School of Health Sciences, Faculty of Medicine and Health, The University of Sydney, Camperdown, New South Wales, Australia.
John Walsh Centre for Rehabilitation Research, New South Wales, Australia, Kolling Institute, Northern Sydney Local Health District and Faculty of Medicine and Health, The University of Sydney, St Leonards, New South Wales, Australia.
BMJ Open. 2021 Dec 30;11(12):e057705. doi: 10.1136/bmjopen-2021-057705.
Musculoskeletal (MSK) conditions constitute the highest burden of disease globally, with healthcare services often utilised inappropriately and overburdened. The aim of this trial is to evaluate the effectiveness of a novel clinical PAthway of CarE programme (PACE programme), where care is provided based on people's risk of poor outcome.

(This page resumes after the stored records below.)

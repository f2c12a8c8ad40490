//! MultiMap - key to many fixed-dimension rows
//!
//! The shared primitive behind `TemporalData` and `TaggedTemporalData`.
//! Each key owns an insertion-ordered list of row handles; the row values
//! themselves live in the container's `RowArena`.

use crate::storage::arena::{RowArena, RowId};
use crate::storage::error::StoreResult;
use std::collections::HashMap;
use std::hash::Hash;

/// Multi-valued map from `K` to rows of `V`
#[derive(Debug, Clone)]
pub struct MultiMap<K, V> {
    /// key → row handles in insertion order
    index: HashMap<K, Vec<RowId>>,
    /// Row storage owned by this map
    arena: RowArena<V>,
}

impl<K, V> MultiMap<K, V>
where
    K: Eq + Hash,
    V: Clone,
{
    pub fn new(dimension: usize) -> Self {
        Self::with_capacity(dimension, 0)
    }

    /// Pre-size for `keys` distinct keys
    pub fn with_capacity(dimension: usize, keys: usize) -> Self {
        Self {
            index: HashMap::with_capacity(keys),
            arena: RowArena::with_capacity(dimension, keys),
        }
    }

    pub fn dimension(&self) -> usize {
        self.arena.dimension()
    }

    /// Add a row under `key`, keeping any rows already there
    pub fn append(&mut self, key: K, row: &[V]) -> StoreResult<()> {
        let id = self.arena.insert(row)?;
        self.index.entry(key).or_default().push(id);
        Ok(())
    }

    /// Rows stored under `key` in insertion order; empty if absent
    pub fn get_all(&self, key: &K) -> Rows<'_, V> {
        let ids = self.index.get(key).map(Vec::as_slice).unwrap_or(&[]);
        Rows {
            ids: ids.iter(),
            arena: &self.arena,
        }
    }

    /// Number of rows under `key`
    pub fn count(&self, key: &K) -> usize {
        self.index.get(key).map_or(0, Vec::len)
    }

    /// Remove every row under `key`, returning how many there were
    pub fn remove_all(&mut self, key: &K) -> usize {
        match self.index.remove(key) {
            Some(ids) => {
                let removed = ids.len();
                for id in ids {
                    self.arena.release(id);
                }
                removed
            }
            None => 0,
        }
    }

    pub fn contains_key(&self, key: &K) -> bool {
        self.index.contains_key(key)
    }

    /// Number of distinct keys
    pub fn key_count(&self) -> usize {
        self.index.len()
    }

    /// Number of rows across all keys
    pub fn len(&self) -> usize {
        self.arena.len()
    }

    pub fn is_empty(&self) -> bool {
        self.index.is_empty()
    }

    /// Distinct keys, unordered
    pub fn keys(&self) -> impl Iterator<Item = &K> {
        self.index.keys()
    }

    /// Every (key, row) pair; keys unordered, rows of one key in insertion order
    pub fn iter(&self) -> impl Iterator<Item = (&K, &[V])> {
        let arena = &self.arena;
        self.index
            .iter()
            .flat_map(move |(key, ids)| ids.iter().map(move |&id| (key, arena.get(id))))
    }

    pub fn clear(&mut self) {
        self.index.clear();
        self.arena.clear();
    }

    /// Rebuild the arena without released slots
    ///
    /// On error the map is left as it was.
    pub fn compact(&mut self) -> StoreResult<()>
    where
        K: Clone,
    {
        if self.arena.free_slots() == 0 {
            return Ok(());
        }

        let mut arena = RowArena::with_capacity(self.arena.dimension(), self.arena.len());
        let mut index = HashMap::with_capacity(self.index.len());
        for (key, ids) in &self.index {
            let moved = ids
                .iter()
                .map(|id| arena.store(self.arena.get(*id)))
                .collect::<StoreResult<Vec<RowId>>>()?;
            index.insert(key.clone(), moved);
        }
        self.index = index;
        self.arena = arena;
        Ok(())
    }

    /// Bytes reserved for row data
    pub fn reserved_bytes(&self) -> usize {
        self.arena.reserved_bytes()
    }
}

/// Lazy iterator over the rows of one key
pub struct Rows<'a, V> {
    ids: std::slice::Iter<'a, RowId>,
    arena: &'a RowArena<V>,
}

impl<'a, V: Clone> Iterator for Rows<'a, V> {
    type Item = &'a [V];

    fn next(&mut self) -> Option<Self::Item> {
        self.ids.next().map(|&id| self.arena.get(id))
    }

    fn size_hint(&self) -> (usize, Option<usize>) {
        self.ids.size_hint()
    }
}

impl<V: Clone> DoubleEndedIterator for Rows<'_, V> {
    fn next_back(&mut self) -> Option<Self::Item> {
        self.ids.next_back().map(|&id| self.arena.get(id))
    }
}

impl<V: Clone> ExactSizeIterator for Rows<'_, V> {}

Multicentre randomised controlled trial. 716 people with MSK conditions (low back pain, neck pain or knee osteoarthritis) will be recruited in primary care. They will be stratified for risk of a poor outcome (low risk/high risk) using the Short Form Örebro Musculoskeletal Pain Screening Questionnaire (SF-ÖMSPQ) then randomised to usual care (n=358) or the PACE programme (n=358). Participants at low risk in the PACE programme will receive up to 3 sessions of guideline based care from their primary healthcare professional (HCP) supported by a custom designed website (mypainhub.com). Those at high risk will be referred to an allied health MSK specialist who will conduct a comprehensive patient-centred assessment then liaise with the primary HCP to determine further care. Primary outcome (SF 12-item PCS) and secondary outcomes (eg, pain self-efficacy, psychological health) will be collected at baseline, 3, 6 and 12 months. Cost-effectiveness will be measured as cost per quality-adjusted life-year gained. Health economic analysis will include direct and indirect costs. Analyses will be conducted on an intention-to-treat basis. Primary and secondary outcomes will be analysed independently, using generalised linear models. Qualitative and mixed-methods studies embedded within the trial will evaluate patient experience, health professional practice and interprofessional collaboration.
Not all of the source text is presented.